# Quick report on drive to border and back to Ajijic



## Grizzy (Nov 8, 2010)

Long explanation about why my FM3 was not ready in time and will spare you that part, but I wanted to report in on my drive to McAllen TX and back to renew my tourist visa. It was my second trip to do this and third drive to Ajijic and it was by far the easiest trip so far.

I left Ajijic early on a weekday (6 AM) and managed to find the shortcut on the new highway near the airport. I drove slow enough and my suv was old enough and dirty enough to not arouse the suspicions of the predatory cops who park there. Unfortunately in watching them in my rear mirror I managed to miss the exit and didn't want to back up despite there being no traffic on the road  Cops parked and all. So I had the joy of rush hour traffic through Guad for a few minutes.

Went through three Federale road blocks en route, I may have noted the places but two were close to Monterrey/Saltillo and one was just a few hours north of Guad. Two had the big xray scanners and in all three I was smiled at and waved through.

No problem at the US border despite my previously bad experiences with them. I drove right through downtown Reynosa about 9 PM at night and no worries or incidents. I did have to back up as I missed the entrance and the u-turn to turn in my car sticker and visa at Mx customs. Everyone was very accommodating.

When I turned in the vehicle permit sticker I asked the fellow how soon I could come back and he said go in and turn in your visa and ask for a new one; they will either say OK or say come back tomorrow, no worries.

Inside the visa officer told me to come back either after midnight or tomorrow for a new 180 day tourist visa. 

So far it appears that there is no problem doing this. Of course this was at one crossing and I know they all have their own interpretations of the laws.

The fellow at the sticker booth actually had a sharp razor blade for me to peel off the sticker! Last time I had to scrape at it with my nails. A bit of nail polish took off the sticky residue the next day.

Coming back again it was clear sailing. I hit the Pharr bridge at 6 AM, no US exit checkpoint, no one at the immigration office and getting the visa and permit was a snap. 

I chatted with the staff on duty for a good half hour about life and Mexico and Canada and practiced spanish and they practiced English otherwise I would have been in and out in ten minutes tops.

No road blocks or inspections on the drive back and I was at my door in Ajijic at 8 PM. A lot of the divided highway cuotas were 120 KPH and traffic was light. I stopped for gas and restroom breaks and coffee and stretched but didn't linger anywhere. I am used to long road trips so it was a fun and easy day.

So any single women out there, I was alone and my spanish is still in the learning stages and I had no problems and no fear. 

Again I don't suggest anyone do this if they want to live in Mx long term. I had to because of issues with my FM3 and timing, not by choice.

And it sure felt good to arrive home. I love Mexico!
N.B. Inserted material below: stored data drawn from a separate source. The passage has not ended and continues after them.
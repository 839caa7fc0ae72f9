use serde::{Deserialize, Serialize};

/// The four standard queue names (§4.1).
pub const TRANSCRIPTION_QUEUE: &str = "transcription";
pub const MEMORY_QUEUE: &str = "memory";
pub const AUDIO_QUEUE: &str = "audio";
pub const DEFAULT_QUEUE: &str = "default";

pub const QUEUE_NAMES: [&str; 4] =
    [DEFAULT_QUEUE, TRANSCRIPTION_QUEUE, MEMORY_QUEUE, AUDIO_QUEUE];

#[derive(Debug, Clone, Serialize, Deserialize)]
pub struct QueueConfig {
    /// Job timeout for streaming session-level jobs (speech detection,
    /// audio persistence), in seconds. 24h to cover all-day sessions.
    #[serde(default = "d_streaming_job_timeout")]
    pub streaming_job_timeout_secs: u64,
    #[serde(default = "d_speaker_timeout")]
    pub speaker_recognition_timeout_secs: u64,
    #[serde(default = "d_memory_timeout")]
    pub memory_timeout_secs: u64,
    #[serde(default = "d_title_summary_timeout")]
    pub title_summary_timeout_secs: u64,
    #[serde(default = "d_event_dispatch_timeout")]
    pub event_dispatch_timeout_secs: u64,
    #[serde(default = "d_transcribe_timeout")]
    pub transcribe_timeout_secs: u64,
    /// Whether speaker recognition runs as part of the post-conversation DAG.
    #[serde(default = "d_true")]
    pub speaker_recognition_enabled: bool,
}

impl Default for QueueConfig {
    fn default() -> Self {
        Self {
            streaming_job_timeout_secs: d_streaming_job_timeout(),
            speaker_recognition_timeout_secs: d_speaker_timeout(),
            memory_timeout_secs: d_memory_timeout(),
            title_summary_timeout_secs: d_title_summary_timeout(),
            event_dispatch_timeout_secs: d_event_dispatch_timeout(),
            transcribe_timeout_secs: d_transcribe_timeout(),
            speaker_recognition_enabled: d_true(),
        }
    }
}

fn d_streaming_job_timeout() -> u64 {
    86_400
}
fn d_speaker_timeout() -> u64 {
    1_200
}
fn d_memory_timeout() -> u64 {
    900
}
fn d_title_summary_timeout() -> u64 {
    300
}
fn d_event_dispatch_timeout() -> u64 {
    120
}
fn d_transcribe_timeout() -> u64 {
    1_800
}
fn d_true() -> bool {
    true
}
PS I left out the part where I was a sucker and fell for the 35 peso gasoline additive and got distracted by the other attendant washing my windshield LOL. I am 99% sure no bottle got put in my gas tank but I laughed at myself for being a sucker and falling for it.


----------



## conklinwh (Dec 19, 2009)

Better you than me at 9PM in Reynosa. I don't like it at any time and really thought that with new bypass that you could just go around. Is there a reason that you picked Reynosa/McAllen versus say Nuevo Laredo/Laredo? I know that there is the cuota split outside Monterrey but the relative distances never registered as once around Reynosa enough.


----------



## Grizzy (Nov 8, 2010)

conklinwh said:


> Better you than me at 9PM in Reynosa. I don't like it at any time and really thought that with new bypass that you could just go around. Is there a reason that you picked Reynosa/McAllen versus say Nuevo Laredo/Laredo? I know that there is the cuota split outside Monterrey but the relative distances never registered as once around Reynosa enough.
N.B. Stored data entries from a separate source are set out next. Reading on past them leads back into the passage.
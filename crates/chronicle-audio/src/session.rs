//! Per-client audio session state and conversation rotation (§4.4).

use crate::keys::SessionStatus;

/// Snapshot of `audio:session:{id}` plus the persistence job's own
/// bookkeeping, enough to decide whether to terminate or rotate output.
#[derive(Debug, Clone)]
pub struct SessionSnapshot {
    pub status: SessionStatus,
    pub sample_rate: u32,
    pub current_conversation_id: Option<String>,
}

impl Default for SessionSnapshot {
    fn default() -> Self {
        Self {
            status: SessionStatus::Active,
            sample_rate: 16_000,
            current_conversation_id: None,
        }
    }
}

/// Tracks whether a persistence job should keep draining, and when a
/// conversation rotation requires closing the current output file.
#[derive(Debug, Default)]
pub struct RotationTracker {
    open_conversation_id: Option<String>,
}

#[derive(Debug, PartialEq, Eq)]
pub enum RotationAction {
    None,
    Open(String),
    CloseThenOpen { close: String, open: String },
    Close,
}

impl RotationTracker {
    pub fn observe(&mut self, current_conversation_id: Option<&str>) -> RotationAction {
        match (&self.open_conversation_id, current_conversation_id) {
            (None, None) => RotationAction::None,
            (None, Some(new_id)) => {
                self.open_conversation_id = Some(new_id.to_string());
                RotationAction::Open(new_id.to_string())
            }
            (Some(_), None) => {
                self.open_conversation_id = None;
                RotationAction::Close
            }
            (Some(open), Some(new_id)) if open == new_id => RotationAction::None,
            (Some(open), Some(new_id)) => {
                let close = open.clone();
                self.open_conversation_id = Some(new_id.to_string());
                RotationAction::CloseThenOpen {
                    close,
                    open: new_id.to_string(),
                }
            }
        }
    }
}

/// File name for a rotated output, matching
/// `{timestamp}_{client_id}_{conversation_id}.wav`.
pub fn output_filename(timestamp_unix: i64, client_id: &str, conversation_id: &str) -> String {
    format!("{timestamp_unix}_{client_id}_{conversation_id}.wav")
}

/// Termination reasons for the audio persistence job (§4.4 a-d).
#[derive(Debug, Clone, Copy, PartialEq, Eq)]
pub enum TerminationReason {
    EndMarkerDrained,
    SessionComplete,
    JobZombie,
    MaxDurationElapsed,
}

const CONSECUTIVE_EMPTY_READS_TO_END: u32 = 3;
pub const MAX_JOB_DURATION_SECS: u64 = 23 * 3600 + 59 * 60;

/// Drives condition (a): end-marker seen, then drained on 3 consecutive
/// empty reads.
#[derive(Debug, Default)]
pub struct EndMarkerDrain {
    end_marker_seen: bool,
    consecutive_empty_reads: u32,
}

impl EndMarkerDrain {
    pub fn observe_end_marker(&mut self) {
        self.end_marker_seen = true;
    }

    /// Call once per poll iteration with whether this read yielded any
    /// entries. Returns true once drain is complete.
    pub fn observe_read(&mut self, had_entries: bool) -> bool {
        if had_entries {
            self.consecutive_empty_reads = 0;
            return false;
        }
        self.consecutive_empty_reads += 1;
        self.end_marker_seen && self.consecutive_empty_reads >= CONSECUTIVE_EMPTY_READS_TO_END
    }
}

#[cfg(test)]
mod tests {
    use super::*;

    #[test]
    fn rotation_opens_on_first_conversation() {
        let mut tracker = RotationTracker::default();
        assert_eq!(
            tracker.observe(Some("conv-1")),
            RotationAction::Open("conv-1".into())
        );
    }

    #[test]
    fn rotation_closes_and_opens_on_conversation_change() {
        let mut tracker = RotationTracker::default();
        tracker.observe(Some("conv-1"));
        assert_eq!(
            tracker.observe(Some("conv-2")),
            RotationAction::CloseThenOpen {
                close: "conv-1".into(),
                open: "conv-2".into(),
            }
        );
    }

    #[test]
    fn rotation_closes_when_key_deleted() {
        let mut tracker = RotationTracker::default();
        tracker.observe(Some("conv-1"));
        assert_eq!(tracker.observe(None), RotationAction::Close);
    }

    #[test]
    fn end_marker_drain_requires_three_consecutive_empty_reads() {
        let mut drain = EndMarkerDrain::default();
        drain.observe_end_marker();
        assert!(!drain.observe_read(false));
        assert!(!drain.observe_read(false));
        assert!(drain.observe_read(false));
    }

    #[test]
    fn end_marker_drain_resets_on_nonempty_read() {
        let mut drain = EndMarkerDrain::default();
        drain.observe_end_marker();
        drain.observe_read(false);
        drain.observe_read(true);
        assert!(!drain.observe_read(false));
    }
}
I missed the Pharr bypass exit and so just followed my GPS. There was a lot of traffic and it seemed calm so I wasn't worried. 

I had originally planned to go to Laredo but for reasons I cannot talk about had to change to Mcallen. The shopping in Mcallen was a lot better than Laredo and since I had to stick around a few days that was a plus. If I have to do the drive again I would chose Mcallen again. Hoping I won't have to but after a year I will probably need another retail therapy trip LOL.
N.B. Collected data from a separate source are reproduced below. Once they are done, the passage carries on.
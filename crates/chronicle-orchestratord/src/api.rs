//! Admin/health HTTP surface (SUPPLEMENTED FEATURES: `get_queue_health()`),
//! grounded on `gateway/src/api/admin/health.rs`'s public `/v1/health` probe
//! and protected `/v1/metrics`/`system_info` handlers.

use axum::extract::State;
use axum::response::{IntoResponse, Json};
use axum::routing::get;
use axum::Router;

use crate::state::AppState;

pub fn router(state: AppState) -> Router {
    Router::new()
        .route("/healthz", get(healthz))
        .route("/status", get(status))
        .with_state(state)
}

async fn healthz() -> impl IntoResponse {
    Json(serde_json::json!({
        "status": "ok",
        "version": env!("CARGO_PKG_VERSION"),
    }))
}

/// Worker process statuses plus the RQ cluster's registered-worker count,
/// the same signal `HealthMonitor::tick` restarts on (§4.7).
async fn status(State(state): State<AppState>) -> impl IntoResponse {
    let workers = state.manager.get_status().await;
    let rq_worker_count = state.manager.rq_worker_count().await;

    let mut conn = state.redis.clone();
    let registered: usize = redis::cmd("SCARD")
        .arg("rq:workers")
        .query_async(&mut conn)
        .await
        .unwrap_or(0);

    Json(serde_json::json!({
        "workers": workers,
        "live_rq_workers": rq_worker_count,
        "registered_rq_workers": registered,
        "min_rq_workers": state.config.supervisor.min_rq_workers,
    }))
}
I found it very difficult to find the immigration office when I exited Nuevo Laredo/ entered through Laredo as well. And given the nightmare inspection by Homeland Absurdity crossing in Laredo I had no real desire to enter again there.


----------



## surfrider (Oct 4, 2011)

Well I think that was WOW! I would not drive there at all. no way. I would be scared to death. I do not want to go to the boarder at all.


----------



## Grizzy (Nov 8, 2010)

I would prefer not to go because I am more nervous being in Texas than near the border in Mexico but I had to go. I am hoping this was my last trip other than for a shopping spree but I will travel around Mexico by car for sure.


----------



## RVGRINGO (May 16, 2007)

surfrider said:


> Well I think that was WOW! I would not drive there at all. no way. I would be scared to death. I do not want to go to the boarder at all.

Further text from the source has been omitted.